- _What is being asked_
The reply should hold every record, copied exactly.

[Stored items]
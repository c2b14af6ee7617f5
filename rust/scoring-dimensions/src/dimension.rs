use std::fmt::Display;

use scoring_model::Translations;
use serde::{Deserialize, Serialize};

/// One independently scored aspect of mapping quality.
///
/// A dimension is constructed over the [`Translations`] it measures and
/// starts out unevaluated. [`Dimension::evaluate`] computes its
/// [`Reporting`] and hands the dimension back, so construction, evaluation
/// and reading the outcome fit in a single expression.
///
/// Implementations read their translations and write nothing but their own
/// outcome.
pub trait Dimension {
    /// The stable identifier of this dimension.
    fn name(&self) -> &'static str;

    /// The translations this dimension measures.
    fn translations(&self) -> &Translations;

    /// Computes the outcome of this dimension and returns the dimension.
    ///
    /// Evaluating again over the same translations yields the same outcome.
    fn evaluate(&mut self) -> &dyn Dimension;

    /// The outcome computed by the last [`Dimension::evaluate`], or `None` if
    /// the dimension has not been evaluated yet.
    fn reporting(&self) -> Option<&Reporting>;

    /// Proposed selections that the solution also makes.
    fn correct_reporting(&self) -> Option<usize> {
        self.reporting().map(|reporting| reporting.correct_reporting)
    }

    /// The greatest number of correct selections achievable.
    fn correct_ceiling_reporting(&self) -> Option<usize> {
        self.reporting()
            .map(|reporting| reporting.correct_ceiling_reporting)
    }

    /// Proposed selections that the solution does not make.
    fn incorrect_reporting(&self) -> Option<usize> {
        self.reporting().map(|reporting| reporting.incorrect_reporting)
    }
}

/// The outcome of evaluating a [`Dimension`] over reporting fields.
#[derive(Clone, Copy, Debug, Default, PartialEq, Eq, Hash, Serialize, Deserialize)]
pub struct Reporting {
    /// Proposed selections that the solution also makes.
    pub correct_reporting: usize,
    /// The greatest number of correct selections achievable.
    pub correct_ceiling_reporting: usize,
    /// Proposed selections that the solution does not make.
    pub incorrect_reporting: usize,
}

impl Reporting {
    /// The stand-alone score of this outcome: correct selections net of
    /// incorrect ones, relative to the ceiling.
    ///
    /// The score is at most `1.0` and may be negative. It is `None` when the
    /// ceiling is zero, as there was nothing to get right.
    pub fn result(&self) -> Option<f64> {
        if self.correct_ceiling_reporting == 0 {
            return None;
        }

        let net = self.correct_reporting as f64 - self.incorrect_reporting as f64;
        Some(net / self.correct_ceiling_reporting as f64)
    }
}

impl Display for Reporting {
    fn fmt(&self, f: &mut std::fmt::Formatter<'_>) -> std::fmt::Result {
        write!(
            f,
            "correct: {}/{}, incorrect: {}",
            self.correct_reporting, self.correct_ceiling_reporting, self.incorrect_reporting
        )?;

        match self.result() {
            Some(result) => write!(f, ", result: {result:.2}"),
            None => write!(f, ", result: n/a"),
        }
    }
}

#[cfg(test)]
mod tests {
    use super::*;

    fn reporting(correct: usize, ceiling: usize, incorrect: usize) -> Reporting {
        Reporting {
            correct_reporting: correct,
            correct_ceiling_reporting: ceiling,
            incorrect_reporting: incorrect,
        }
    }

    #[test]
    fn it_scores_a_perfect_outcome_as_one() {
        assert_eq!(reporting(3, 3, 0).result(), Some(1.0));
    }

    #[test]
    fn it_penalizes_incorrect_selections() {
        assert_eq!(reporting(1, 2, 1).result(), Some(0.0));
        assert_eq!(reporting(0, 2, 1).result(), Some(-0.5));
    }

    #[test]
    fn it_has_no_result_without_a_ceiling() {
        assert_eq!(reporting(0, 0, 4).result(), None);
        assert_eq!(Reporting::default().result(), None);
    }

    #[test]
    fn it_displays_counts_and_result() {
        assert_eq!(
            reporting(1, 2, 0).to_string(),
            "correct: 1/2, incorrect: 0, result: 0.50"
        );
        assert_eq!(
            reporting(0, 0, 2).to_string(),
            "correct: 0/0, incorrect: 2, result: n/a"
        );
    }

    #[test]
    fn it_serializes_counts_by_name() {
        let value = serde_json::to_value(reporting(2, 3, 1)).unwrap();

        assert_eq!(
            value,
            serde_json::json!({
                "correct_reporting": 2,
                "correct_ceiling_reporting": 3,
                "incorrect_reporting": 1
            })
        );
    }
}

- _Solution_
repository c2b14af6ee7617f5
filename rust/scoring-dimensions/src/dimension.rs
use std::fmt::Display;

use scoring_model::Translations;
use serde::{Deserialize, Serialize};

/// One independently scored aspect of mapping quality.
///
/// A dimension is constructed over the [`Translations`] it measures and
/// starts out unevaluated. [`Dimension::evaluate`] computes its
/// [`Reporting`] and hands the dimension back, so construction, evaluation
/// and reading the outcome fit in a single expression.
///
/// Implementations read their translations and write nothing but their own
/// outcome.
pub trait Dimension {
    /// The stable identifier of this dimension.
    fn name(&self) -> &'static str;

    /// The translations this dimension measures.
    fn translations(&self) -> &Translations;

    /// Computes the outcome of this dimension and returns the dimension.
    ///
    /// Evaluating again over the same translations yields the same outcome.
    fn evaluate(&mut self) -> &dyn Dimension;

    /// The outcome computed by the last [`Dimension::evaluate`], or `None` if
    /// the dimension has not been evaluated yet.
    fn reporting(&self) -> Option<&Reporting>;

    /// Proposed selections that the solution also makes.
    fn correct_reporting(&self) -> Option<usize> {
        self.reporting().map(|reporting| reporting.correct_reporting)
    }

    /// The greatest number of correct selections achievable.
    fn correct_ceiling_reporting(&self) -> Option<usize> {
        self.reporting()
            .map(|reporting| reporting.correct_ceiling_reporting)
    }

    /// Proposed selections that the solution does not make.
    fn incorrect_reporting(&self) -> Option<usize> {
        self.reporting().map(|reporting| reporting.incorrect_reporting)
    }
}

/// The outcome of evaluating a [`Dimension`] over reporting fields.
#[derive(Clone, Copy, Debug, Default, PartialEq, Eq, Hash, Serialize, Deserialize)]
pub struct Reporting {
    /// Proposed selections that the solution also makes.
    pub correct_reporting: usize,
    /// The greatest number of correct selections achievable.
    pub correct_ceiling_reporting: usize,
    /// Proposed selections that the solution does not make.
    pub incorrect_reporting: usize,
}

impl Reporting {
    /// The stand-alone score of this outcome: correct selections net of
    /// incorrect ones, relative to the ceiling.
    ///
    /// The score is at most `1.0` and may be negative. It is `None` when the
    /// ceiling is zero, as there was nothing to get right.
    pub fn result(&self) -> Option<f64> {
        if self.correct_ceiling_reporting == 0 {
            return None;
        }

        let net = self.correct_reporting as f64 - self.incorrect_reporting as f64;
        Some(net / self.correct_ceiling_reporting as f64)
    }
}

impl Display for Reporting {
    fn fmt(&self, f: &mut std::fmt::Formatter<'_>) -> std::fmt::Result {
        write!(
            f,
            "correct: {}/{}, incorrect: {}",
            self.correct_reporting, self.correct_ceiling_reporting, self.incorrect_reporting
        )?;

        match self.result() {
            Some(result) => write!(f, ", result: {result:.2}"),
            None => write!(f, ", result: n/a"),
        }
    }
}

#[cfg(test)]
mod tests {
    use super::*;

    fn reporting(correct: usize, ceiling: usize, incorrect: usize) -> Reporting {
        Reporting {
            correct_reporting: correct,
            correct_ceiling_reporting: ceiling,
            incorrect_reporting: incorrect,
        }
    }

    #[test]
    fn it_scores_a_perfect_outcome_as_one() {
        assert_eq!(reporting(3, 3, 0).result(), Some(1.0));
    }

    #[test]
    fn it_penalizes_incorrect_selections() {
        assert_eq!(reporting(1, 2, 1).result(), Some(0.0));
        assert_eq!(reporting(0, 2, 1).result(), Some(-0.5));
    }

    #[test]
    fn it_has_no_result_without_a_ceiling() {
        assert_eq!(reporting(0, 0, 4).result(), None);
        assert_eq!(Reporting::default().result(), None);
    }

    #[test]
    fn it_displays_counts_and_result() {
        assert_eq!(
            reporting(1, 2, 0).to_string(),
            "correct: 1/2, incorrect: 0, result: 0.50"
        );
        assert_eq!(
            reporting(0, 0, 2).to_string(),
            "correct: 0/0, incorrect: 2, result: n/a"
        );
    }

    #[test]
    fn it_serializes_counts_by_name() {
        let value = serde_json::to_value(reporting(2, 3, 1)).unwrap();

        assert_eq!(
            value,
            serde_json::json!({
                "correct_reporting": 2,
                "correct_ceiling_reporting": 3,
                "incorrect_reporting": 1
            })
        );
    }
}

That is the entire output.